LG Hamburg: Hat der abgemahnte Website-Betreiber sein Angebot noch auf weitere gleichartige Rechtsverstöße zu überprüfen?

veröffentlicht am 27. Oktober 2009

Rechtsanwältin Katrin ReinhardtLG Hamburg, Urteil vom 16.05.2008, Az. 324 O 847/07
§§ 823, 1004 BGB; Art. 1, 2, 5 GG

Das LG Hamburg hat entschieden, dass der Betreiber einer Webseite, der bereits wegen einer Verletzung des allgemeinen Persönlichkeitsrechts in der Vergangenheit abgemahnt wurde, nicht verpflichtet ist, von sich aus den damals abgemahnten Beitrag auf weitere Rechtsverletzungen zu überprüfen. Nach Ansicht des Gerichts könne der Betreiber nach erfolgter Abmahnung des Beitrags davon ausgehen, dass der Verletzte alle streitigen Punkte abgemahnt habe, nach Entfernung der streitigen Passage also keine weiteren Verstöße mehr vorlägen. Dass weitere Punkte nicht sogleich abgemahnt worden seien, dürfe der Betreiber als Einverständnis mit dem restlichen Text verstehen. Der Kläger hatte den Beklagten wegen seiner vollen Namensnennung in Zusammenhang mit einem von ihm begangenen Tötungsdelikt abgemahnt. Der Beklagte hatte auf diesen Beitrag in einer bekannten Online-Enzyklopädie von seiner Homepage aus verwiesen. Die Namensnennung war sodann aus dem Beitrag in der abgemahnten Passage entfernt worden, tauchte jedoch an anderer Stelle des Beitrags in anderem Zusammenhang nochmals auf.

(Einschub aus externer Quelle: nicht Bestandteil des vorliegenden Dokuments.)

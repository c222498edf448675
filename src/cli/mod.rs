//! Command-line interface for the `compress-bench` binary.
//!
//! | Submodule     | Responsibility |
//! |---------------|---------------|
//! | [`constants`] | Program name, the shared `DISPLAY_LEVEL` atomic and the display macros. |
//! | [`args`]      | clap argument model and conversion into [`args::ParsedArgs`]. |

pub mod constants;
pub mod args;
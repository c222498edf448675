// timefn - high-resolution monotonic timer used around each compression call
//
// std::time::Instant is monotonic on every supported platform, so a span can
// never be negative. Spans are reported as signed 64-bit nanoseconds so they
// can be summed directly into a latency accumulator.

use std::time::Instant;

/// Signed nanosecond duration, the unit every adapter reports.
pub type LatencyNs = i64;

/// Opaque timestamp. The absolute value is not meaningful;
/// use it only to compute a span between two measurements.
#[derive(Clone, Copy, Debug)]
pub struct TimeT {
    pub(crate) t: Instant,
}

impl TimeT {
    pub fn new() -> Self {
        TimeT { t: Instant::now() }
    }
}

impl Default for TimeT {
    fn default() -> Self {
        TimeT::new()
    }
}

/// Returns the current monotonic timestamp.
#[inline]
pub fn get_time() -> TimeT {
    TimeT { t: Instant::now() }
}

/// Nanoseconds between `clock_start` and `clock_end`.
///
/// Saturates at `i64::MAX` (about 292 years) and at zero if the arguments are
/// passed in the wrong order.
#[inline]
pub fn span_ns(clock_start: TimeT, clock_end: TimeT) -> LatencyNs {
    let ns = clock_end.t.saturating_duration_since(clock_start.t).as_nanos();
    LatencyNs::try_from(ns).unwrap_or(LatencyNs::MAX)
}

/// Nanoseconds elapsed since `clock_start`.
#[inline]
pub fn clock_span_ns(clock_start: TimeT) -> LatencyNs {
    span_ns(clock_start, get_time())
}
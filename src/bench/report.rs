//! Human-readable latency report.
//!
//! For every size the report prints
//!
//! ```text
//! 1024 bytes:
//! zlib->12.3457 us
//! libdeflate->4.1 us
//!
//! ```
//!
//! Means are rendered like a C++ `std::ostream` prints a `double` by default:
//! six significant digits in `%g` style.

use std::io::{self, Write};

use super::accumulator::LatencyAccumulator;
use crate::config::NANO_TO_MICRO;
use crate::timefn::LatencyNs;

const SIGNIFICANT_DIGITS: usize = 6;

/// Mean latency in microseconds of `total_ns` spread over `iterations` calls.
pub fn mean_us(total_ns: LatencyNs, iterations: u32) -> f64 {
    (total_ns as f64 * NANO_TO_MICRO) / f64::from(iterations)
}

fn trim_fraction(s: &str) -> &str {
    if s.contains('.') {
        s.trim_end_matches('0').trim_end_matches('.')
    } else {
        s
    }
}

/// Format `value` with six significant digits, `%g` style.
pub fn format_general(value: f64) -> String {
    if value.is_nan() {
        return "nan".to_owned();
    }
    if value.is_infinite() {
        return if value > 0.0 { "inf" } else { "-inf" }.to_owned();
    }
    if value == 0.0 {
        return "0".to_owned();
    }

    // Round to the target precision first; the exponent of the rounded value
    // decides between fixed and scientific notation.
    let sci = format!("{:.*e}", SIGNIFICANT_DIGITS - 1, value);
    let (mantissa, exp) = match sci.split_once('e') {
        Some((m, e)) => (m, e.parse::<i32>().unwrap_or(0)),
        None => (sci.as_str(), 0),
    };

    if exp < -4 || exp >= SIGNIFICANT_DIGITS as i32 {
        let sign = if exp < 0 { '-' } else { '+' };
        format!("{}e{}{:02}", trim_fraction(mantissa), sign, exp.abs())
    } else {
        let decimals = (SIGNIFICANT_DIGITS as i32 - 1 - exp) as usize;
        trim_fraction(&format!("{:.*}", decimals, value)).to_owned()
    }
}

/// Result for one codec at one size.
#[derive(Debug, Clone, PartialEq)]
pub struct ReportEntry {
    pub codec: &'static str,
    /// Sum of all measured latencies.
    pub total_ns: LatencyNs,
    /// Mean latency in microseconds, `None` if the codec failed at this size.
    pub mean_us: Option<f64>,
}

/// Report for one input size.
#[derive(Debug, Clone, PartialEq)]
pub struct SizeReport {
    pub size: usize,
    pub entries: Vec<ReportEntry>,
}

impl SizeReport {
    /// Build the report for `size` from the accumulated sums. Codecs named
    /// in `failed` are marked failed.
    pub fn from_accumulator(
        size: usize,
        acc: &LatencyAccumulator,
        iterations: u32,
        failed: &[&'static str],
    ) -> Self {
        let entries = acc
            .iter()
            .map(|(codec, total_ns)| ReportEntry {
                codec,
                total_ns,
                mean_us: if failed.contains(&codec) {
                    None
                } else {
                    Some(mean_us(total_ns, iterations))
                },
            })
            .collect();
        SizeReport { size, entries }
    }

    pub fn entry(&self, codec: &str) -> Option<&ReportEntry> {
        self.entries.iter().find(|e| e.codec == codec)
    }

    pub fn failures(&self) -> usize {
        self.entries.iter().filter(|e| e.mean_us.is_none()).count()
    }

    pub fn write_to(&self, out: &mut dyn Write) -> io::Result<()> {
        writeln!(out, "{} bytes:", self.size)?;
        for entry in &self.entries {
            match entry.mean_us {
                Some(mean) => writeln!(out, "{}->{} us", entry.codec, format_general(mean))?,
                None => writeln!(out, "{}->failed", entry.codec)?,
            }
        }
        writeln!(out)?;
        out.flush()
    }
}
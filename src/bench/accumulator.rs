//! Per-size latency accumulator.
//!
//! Maps codec name to the running sum of measured nanoseconds. Entries keep
//! the order in which codecs were registered, so reports print in a fixed
//! order. A fresh accumulator is built for every size and dropped once that
//! size has been reported.

use crate::timefn::LatencyNs;

#[derive(Debug, Clone, Default, PartialEq, Eq)]
pub struct LatencyAccumulator {
    entries: Vec<(&'static str, LatencyNs)>,
}

impl LatencyAccumulator {
    /// One zeroed entry per name, in the given order.
    pub fn new<I>(names: I) -> Self
    where
        I: IntoIterator<Item = &'static str>,
    {
        let mut acc = LatencyAccumulator::default();
        for name in names {
            acc.slot(name);
        }
        acc
    }

    fn slot(&mut self, codec: &'static str) -> &mut LatencyNs {
        let idx = match self.entries.iter().position(|(n, _)| *n == codec) {
            Some(idx) => idx,
            None => {
                self.entries.push((codec, 0));
                self.entries.len() - 1
            }
        };
        &mut self.entries[idx].1
    }

    /// Add `ns` to `codec`'s sum, creating the entry at the end if needed.
    pub fn add(&mut self, codec: &'static str, ns: LatencyNs) {
        let total = self.slot(codec);
        *total = total.saturating_add(ns);
    }

    pub fn total(&self, codec: &str) -> Option<LatencyNs> {
        self.entries.iter().find(|(n, _)| *n == codec).map(|(_, t)| *t)
    }

    pub fn iter(&self) -> impl Iterator<Item = (&'static str, LatencyNs)> + '_ {
        self.entries.iter().copied()
    }

    pub fn len(&self) -> usize {
        self.entries.len()
    }

    pub fn is_empty(&self) -> bool {
        self.entries.is_empty()
    }
}
//! Loan repayment calculations with schedule export.
//!
//! `loansched-core` turns a [`schedule::LoanInput`] into an installment
//! figure, total interest, and — for the reducing-balance method — a full
//! amortization schedule, and serializes that schedule to CSV or a
//! single-sheet XLSX workbook.

pub mod error;
pub mod export;
pub mod schedule;
pub mod types;

pub use error::LoanSchedError;
pub use types::*;

/// Standard result type for all loansched operations
pub type LoanSchedResult<T> = Result<T, LoanSchedError>;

Auf diese Passage bezog sich die zweite Abmahnung. Der Beklagte entfernte zwar den nunmehr streitgegenständlichen Abschnitt aus dem Bericht, verweigerte jedoch die Abgabe einer Unterlassungserklärung. Das Gericht gab ihm hinsichtlich eines nicht vorhandenen Unterlassungsanspruchs des Klägers Recht. Es seien keine Prüfungspflichten verletzt worden bzw. der Beklagte sei auch durch die Wahrnehmung berechtigter Interessen gerechtfertigt gewesen. Ein öffentliches Informationsinteresse bestand, da es sich bei dem Mordopfer um einen bekannten Schauspieler gehandelt habe. Die journalistische Sorgfalt sei auch gewahrt worden, da es sich erkennbar nicht um eine eigene Berichterstattung des Beklagten, sondern um Beiträge Dritter handelte, die mit Einträgen in Internetforen vergleichbar seien. Es habe keine Veranlassung für den Beklagten bestanden, den Artikel von sich aus vorab auf rechtliche Unbedenklichkeit zu prüfen. Offen gelassen hatte das Gericht, wie bei offenkundigen, persönlichkeitsrechtsverletzenden Passagen – wie z.B. der Wiederholung der zuerst abgemahnten Passage – zu entscheiden gewesen wäre, da diese Situation vorliegend nicht gegeben war.